Who can order the constitution of a special court?
Speaking to Voicepk.net, former senator Kamila Ali Agha of PML-Q says special courts can be set up by executive order of the federal government and can be advantageous in dispensing speedy justice to victims. Agha says the suggestion of his party chief of binding special courts to decide cases within a week is realistic, adding he has seen local courts give verdicts after three days of hearing in heinous crimes cases. He also cited the example of Saudia Arabia where minor offenders are dealt with punishments within a day and murder cases are disposed of within three days.
Agha says the delay in court cases is caused mostly by loopholes in the police investigation and ill-prepared prosecution.
“The courts are bound to decide murder cases within 30 days under the criminal procedure code,” he explains. However, police do not submit a complete challan under the stipulated 15 days, he adds, calling for legislation to stipulate timeframes for completion of investigations in heinous crimes cases.
‘Special court waste of resources’
However, Abid Saqi, vice chairman of Pakistan Bar Council, calls the suggestion of special courts a mere waste of resources. There is no need for a parallel mechanism to handle the Lahore motorway gangrape and other cases of heinous crimes against women and children, he says. He pointed out that previous instances of the constitution of special courts had not been effective in deterring or reducing the number of cases. “The perpetrators should be tried under existing laws and courts,” he adds. “Calls for speedy justice to victims of heinous crimes should not undermine the due process of law, and a week’s time frame to decide a case is not realistic.”
In the opinion of Azam Nazir Tarar, Chairman of the executive committee of the PBC, public hangings or the constitution of special courts will not do much to deter offenders from committing heinous crimes against women and children in Pakistan. Tarar says people in this society are emotional and our leaders are in the habit of doling out quick-fix solutions in order to sway public opinion in their favor.

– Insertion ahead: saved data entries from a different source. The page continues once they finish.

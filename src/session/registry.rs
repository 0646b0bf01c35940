//! Live session registry
//!
//! Each browser tab gets its own `Session` behind its own mutex, so a slow
//! model call in one tab never blocks another. Sessions leave the registry
//! when the page closes them or after sitting idle past the timeout.

use super::Session;
use std::collections::HashMap;
use std::sync::{Arc, Weak};
use std::time::{Duration, Instant};
use tokio::sync::{Mutex, RwLock};
use tokio::task::JoinHandle;

pub type SessionHandle = Arc<Mutex<Session>>;

struct SessionEntry {
    handle: SessionHandle,
    last_active: Instant,
}

pub struct SessionRegistry {
    sessions: RwLock<HashMap<String, SessionEntry>>,
    idle_timeout: Duration,
}

impl SessionRegistry {
    pub fn new(idle_timeout: Duration) -> Self {
        Self {
            sessions: RwLock::new(HashMap::new()),
            idle_timeout,
        }
    }

    /// Create an empty session and return its id and handle
    pub async fn create(&self) -> (String, SessionHandle) {
        let id = uuid::Uuid::new_v4().to_string();
        let handle = Arc::new(Mutex::new(Session::new(id.clone())));

        let mut sessions = self.sessions.write().await;
        sessions.insert(
            id.clone(),
            SessionEntry {
                handle: handle.clone(),
                last_active: Instant::now(),
            },
        );
        tracing::info!(session_id = %id, live_sessions = sessions.len(), "Session created");

        (id, handle)
    }

    /// Look up a session and mark it active
    pub async fn get(&self, id: &str) -> Option<SessionHandle> {
        let mut sessions = self.sessions.write().await;
        let entry = sessions.get_mut(id)?;
        entry.last_active = Instant::now();
        Some(entry.handle.clone())
    }

    /// Mark a session active, e.g. when a chat turn ends.
    /// Returns false if the session is gone.
    pub async fn touch(&self, id: &str) -> bool {
        self.touch_at(id, Instant::now()).await
    }

    async fn touch_at(&self, id: &str, now: Instant) -> bool {
        match self.sessions.write().await.get_mut(id) {
            Some(entry) => {
                entry.last_active = now;
                true
            }
            None => false,
        }
    }

    /// Discard a session. Returns false if it was already gone.
    pub async fn close(&self, id: &str) -> bool {
        let removed = self.sessions.write().await.remove(id).is_some();
        if removed {
            tracing::info!(session_id = %id, "Session closed");
        }
        removed
    }

    pub async fn len(&self) -> usize {
        self.sessions.read().await.len()
    }

    /// Drop sessions idle for longer than the timeout as of `now`.
    ///
    /// A session with a request in flight holds its lock and is kept.
    pub async fn sweep_expired(&self, now: Instant) -> usize {
        let mut sessions = self.sessions.write().await;
        let before = sessions.len();

        sessions.retain(|id, entry| {
            let idle = now.saturating_duration_since(entry.last_active);
            let busy = entry.handle.try_lock().is_err();
            let keep = busy || idle <= self.idle_timeout;
            if !keep {
                tracing::info!(session_id = %id, idle_secs = idle.as_secs(), "Session expired");
            }
            keep
        });

        before - sessions.len()
    }

    /// Start the background task that expires idle sessions.
    /// The task stops once the registry is dropped.
    pub fn start_sweeper(self: &Arc<Self>, interval: Duration) -> JoinHandle<()> {
        let registry: Weak<Self> = Arc::downgrade(self);

        tokio::spawn(async move {
            let mut ticker = tokio::time::interval(interval);
            ticker.tick().await;
            loop {
                ticker.tick().await;
                let Some(registry) = registry.upgrade() else {
                    break;
                };
                let expired = registry.sweep_expired(Instant::now()).await;
                if expired > 0 {
                    let live_sessions = registry.len().await;
                    tracing::debug!(expired, live_sessions, "Swept idle sessions");
                }
            }
            tracing::info!("Session sweeper stopped");
        })
    }
}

“Government leaders want themselves to be seen as champions of justice in first the Zainab case and now the Lahore gangrape victim,” he adds. In Zia-ul-Haq’s time, the punishment for an attack on a woman’s modesty was increased to life imprisonment following a public outcry over a woman being paraded naked in a bazaar, he recalls.

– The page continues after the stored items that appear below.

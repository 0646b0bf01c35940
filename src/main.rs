//! Gazzi Chat - a browser chat front end for a local Ollama model
//!
//! Serves a single chat page. Each browser tab gets its own in-memory
//! transcript; every question goes through a fixed prompt to the model.

mod api;
mod config;
mod engine;
mod llm;
mod session;

use api::{create_router, AppState};
use clap::Parser;
use config::Config;
use engine::ChatEngine;
use llm::{LlmService, LoggingService, OllamaService};
use session::SessionRegistry;
use std::sync::Arc;
use std::time::Duration;
use tower_http::{
    compression::CompressionLayer,
    cors::{Any, CorsLayer},
    trace::TraceLayer,
};
use tracing_subscriber::{layer::SubscriberExt, util::SubscriberInitExt};

const MAX_SWEEP_INTERVAL: Duration = Duration::from_secs(60);

/// Browser chat for a local Ollama model. Configured through environment
/// variables (`GAZZI_PORT`, `OLLAMA_HOST`, `GAZZI_MODEL`, ...).
#[derive(Debug, Parser)]
#[command(name = "gazzi-chat", version, about)]
struct Cli {}

#[tokio::main]
async fn main() -> Result<(), Box<dyn std::error::Error>> {
    Cli::parse();

    // Initialize logging
    tracing_subscriber::registry()
        .with(
            tracing_subscriber::EnvFilter::try_from_default_env()
                .unwrap_or_else(|_| "gazzi_chat=info,tower_http=debug".into()),
        )
        .with(
            tracing_subscriber::fmt::layer()
                .json()
                .with_current_span(false)
                .with_span_list(false),
        )
        .init();

    // Configuration
    let config = Config::from_env();

    tracing::info!(
        base_url = %config.ollama.base_url,
        model = %config.ollama.model,
        temperature = config.ollama.temperature,
        "Ollama backend configured"
    );

    let ollama: Arc<dyn LlmService> = Arc::new(OllamaService::new(&config.ollama)?);
    let backend: Arc<dyn LlmService> = Arc::new(LoggingService::new(ollama));
    let engine = Arc::new(ChatEngine::new(backend));

    let sessions = Arc::new(SessionRegistry::new(config.session_idle_timeout));
    let sweep_interval = config
        .session_idle_timeout
        .clamp(Duration::from_secs(1), MAX_SWEEP_INTERVAL);
    let _sweeper = sessions.start_sweeper(sweep_interval);

    // Create application state
    let state = AppState::new(engine, sessions);

    // Create router
    let cors = CorsLayer::new()
        .allow_origin(Any)
        .allow_methods(Any)
        .allow_headers(Any);

    let compression = CompressionLayer::new()
        .gzip(true)
        .br(true)
        .deflate(true)
        .zstd(true);

    let app = create_router(state)
        .layer(TraceLayer::new_for_http())
        .layer(cors)
        .layer(compression);

    // Start server
    let addr = config.listen_addr();
    tracing::info!("Gazzi Chat listening on http://{addr}");

    let listener = tokio::net::TcpListener::bind(addr).await?;
    axum::serve(listener, app)
        .with_graceful_shutdown(shutdown_signal())
        .await?;

    tracing::info!("Server stopped");
    Ok(())
}

async fn shutdown_signal() {
    if let Err(e) = tokio::signal::ctrl_c().await {
        tracing::error!(error = %e, "Failed to listen for shutdown signal");
        std::future::pending::<()>().await;
    }
}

“The lawmakers had no inkling how the provision would be misused till present-day for settling scores through fake cases,” he points out.
According to Tarar, the criminal justice system in the country has been breaking down for a long time. “The public perception is that you can get away with anything in our courts,” he adds. “Nothing will change till major reforms are undertaken in the judicial system. The government is sitting idle on dozens of dossiers for judicial reforms for decades.”